Therefore I am proposing, as the next nominee for the City Council, not a person, but an entity which will truly represent people, a telephone number, 1-900-XXX-XXXX, which will collect and compile votes from each telephone number in the municipality, and reflect the information it receives in its votes at council meetings. Concomitantly, issues will be set forth daily on cable channel 127G, so that voters can see and discuss them before calling.

It is with great trepidation, yet hope, that I make this novel proposal, but make no mistake it is intended to accurately represent the wishes of Port Whitman constituents. Workers will pass among you now with petitions for nomination, which need 350 signatures. Thank you."

The 350 signatures were collected, and pending approval of the City Clerk, the 900 number will be on the ballot in May.


IONOSDUMP
© Port Whitman Times 2007
PORT WHITMAN: Faced with rising costs of disposing of its trash at the St. Elmo's landfill, the city, at its latest council meeting, approved the purchase of 6 Space Dumpsters to be loaded with 2,000 cubic yards of trash each, which will be dispatched via space shuttle to a holding area 121 miles into space in the general direction of the moon, until one of the planets is designated as a trash site for the world's trash. "The most likely site will be the moon," said PW's Director of Refuse, Vincent DeLuca, "and that's why we're aiming it in that direction," in a move some say is calculated to coincide with the coming elections of four members of council and the mayor.

"They're building false dreams in the sky," retaliated Marlon Mayberry, the Option party's candidate, as he stumped the neighborhoods, carrying an Abbots plastic milk box with him and standing on it to speak wherever he could gather a crowd, "trashing our precious uni-verse..." continuing on that sentiment until the crowd is roused. Neither the mayor or any members of council have replied to the charges, but Director Deluca stated that it was "completely off base" while continuing plans for the acquisition of the holding stations.

Dr.

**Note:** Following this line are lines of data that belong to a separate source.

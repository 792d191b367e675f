//! Run metrics.
//!
//! - [`RunMetrics`]: thread-safe counters updated by every worker
//! - [`RunSummary`]: frozen counters returned when a run ends

pub mod run_metrics;

pub use run_metrics::{run_metrics, RunMetrics, RunSummary, SharedRunMetrics};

Donald Haibach of the FedExp Space Corp. managers of municipal projects such as the one proposed for PW, said his company has already installed a dummy station in the exact position in space where the PW trash project will be located, registering a claim to that position for a period of 6 months, with an option on six more at l50% of the original price, and in fact the dummy station can be seen with a telescope in the 1000 power range, on nights when the moon is at least half, appearing in the 3rd and 4th quadrant. Wurst & Company, the major discount store in PW has already reported a run on 1,000+ power telescopes.


1-800-TERROR

© Port Whitman Times 1999

PORT WHITMAN: City council member Russell Montoforni has recently proposed a toll-free number for bomb threat and miscellaneous terrorist calls world-wide via satellite, to accommodate domestic and foreign ad hoc groups/terrorists wishing to express outrage, revenge, threats, wishes or sentiments against Port Whitman citizens or various levels of government establishments in general.

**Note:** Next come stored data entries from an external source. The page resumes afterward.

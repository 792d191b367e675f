//! Core types shared by every worker.

pub mod experience;
pub mod join;
pub mod replay_buffer;
pub mod seeds;
pub mod weight_slot;

pub use experience::{ActionId, EpisodeResult, Experience, PlayerId, Step, Trajectory};
pub use join::{join_with_timeout, JoinOutcome};
pub use replay_buffer::ReplayBuffer;
pub use seeds::SeedSequence;
pub use weight_slot::{weight_slot, SharedWeightSlot, WeightSlot, WeightSnapshot};
//! Turning actor results into trainer experiences.

use crate::algorithms::{assign_credit, CreditError, DISCOUNT};
use crate::core::{EpisodeResult, Experience};
use thiserror::Error;

/// A result that cannot be trained on.
#[derive(Debug, Error, PartialEq)]
pub enum ResultError {
    #[error("outcome has {actual} entries, expected {expected}")]
    OutcomeWidth { expected: usize, actual: usize },
    #[error("step {step} belongs to player {player}, game has {num_players} players")]
    PlayerOutOfRange {
        step: usize,
        player: usize,
        num_players: usize,
    },
    #[error("step {step} policy target has {actual} entries, expected {expected}")]
    PolicyWidth {
        step: usize,
        expected: usize,
        actual: usize,
    },
    #[error(transparent)]
    Credit(#[from] CreditError),
}

/// Check the shape of `result` against the game.
pub fn validate_result(
    result: &EpisodeResult,
    num_players: usize,
    num_actions: usize,
) -> Result<(), ResultError> {
    if result.outcome.len() != num_players {
        return Err(ResultError::OutcomeWidth {
            expected: num_players,
            actual: result.outcome.len(),
        });
    }
    for (step, s) in result.trajectory.steps().iter().enumerate() {
        if s.player >= num_players {
            return Err(ResultError::PlayerOutOfRange {
                step,
                player: s.player,
                num_players,
            });
        }
        if s.policy_target.len() != num_actions {
            return Err(ResultError::PolicyWidth {
                step,
                expected: num_actions,
                actual: s.policy_target.len(),
            });
        }
    }
    Ok(())
}

/// Validate `result` and credit every step with the discounted outcome.
pub fn result_experiences(
    result: &EpisodeResult,
    num_players: usize,
    num_actions: usize,
) -> Result<Vec<Experience>, ResultError> {
    validate_result(result, num_players, num_actions)?;
    Ok(assign_credit(&result.trajectory, &result.outcome, DISCOUNT)?)
}
//! Messages on the job queue (orchestrator to actors).

use crate::core::WeightSnapshot;

/// One episode to play.
#[derive(Debug, Clone, PartialEq)]
pub struct Job {
    /// Sequential episode id assigned at dispatch
    pub episode: u64,
    /// Newest weights known to the orchestrator at dispatch time
    pub weights: WeightSnapshot,
    /// Seed for every random choice made while playing this episode
    pub seed: u64,
}

/// Job queue item.
#[derive(Debug, Clone, PartialEq)]
pub enum JobMsg {
    Play(Job),
    /// Termination sentinel. Exactly one is sent per live actor at shutdown.
    Stop,
}

impl JobMsg {
    pub fn is_stop(&self) -> bool {
        matches!(self, JobMsg::Stop)
    }
}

In the proposed program, callers who wish to vent feelings will be invited to call by public service Media commercials, and Port Whitman standing-by operators will alert concerned entities to bomb locations, ransom demands, etc., while dealing with callers, plus evacuate citizens, protect facilities to the full extent that federal and state grants for the project will permit.

The city has pledged in-kind contributions to all forthcoming governmental aid and an arrangement with PWTel has been slated, whereby calls can be charged to callers, by cash if in pay phones, on bills or by credit card.

Councilman Montoforni hails his proposal as a solution to the rash of terroristic calls, and PWTel has begun to market-test the idea in selective questionnaires mailed along with bills. Morton Worvins, a PWTel marketing representative, has already begun media work on the project with Solan, Forney, Ogzutz and Nedmac Advertising, Inc.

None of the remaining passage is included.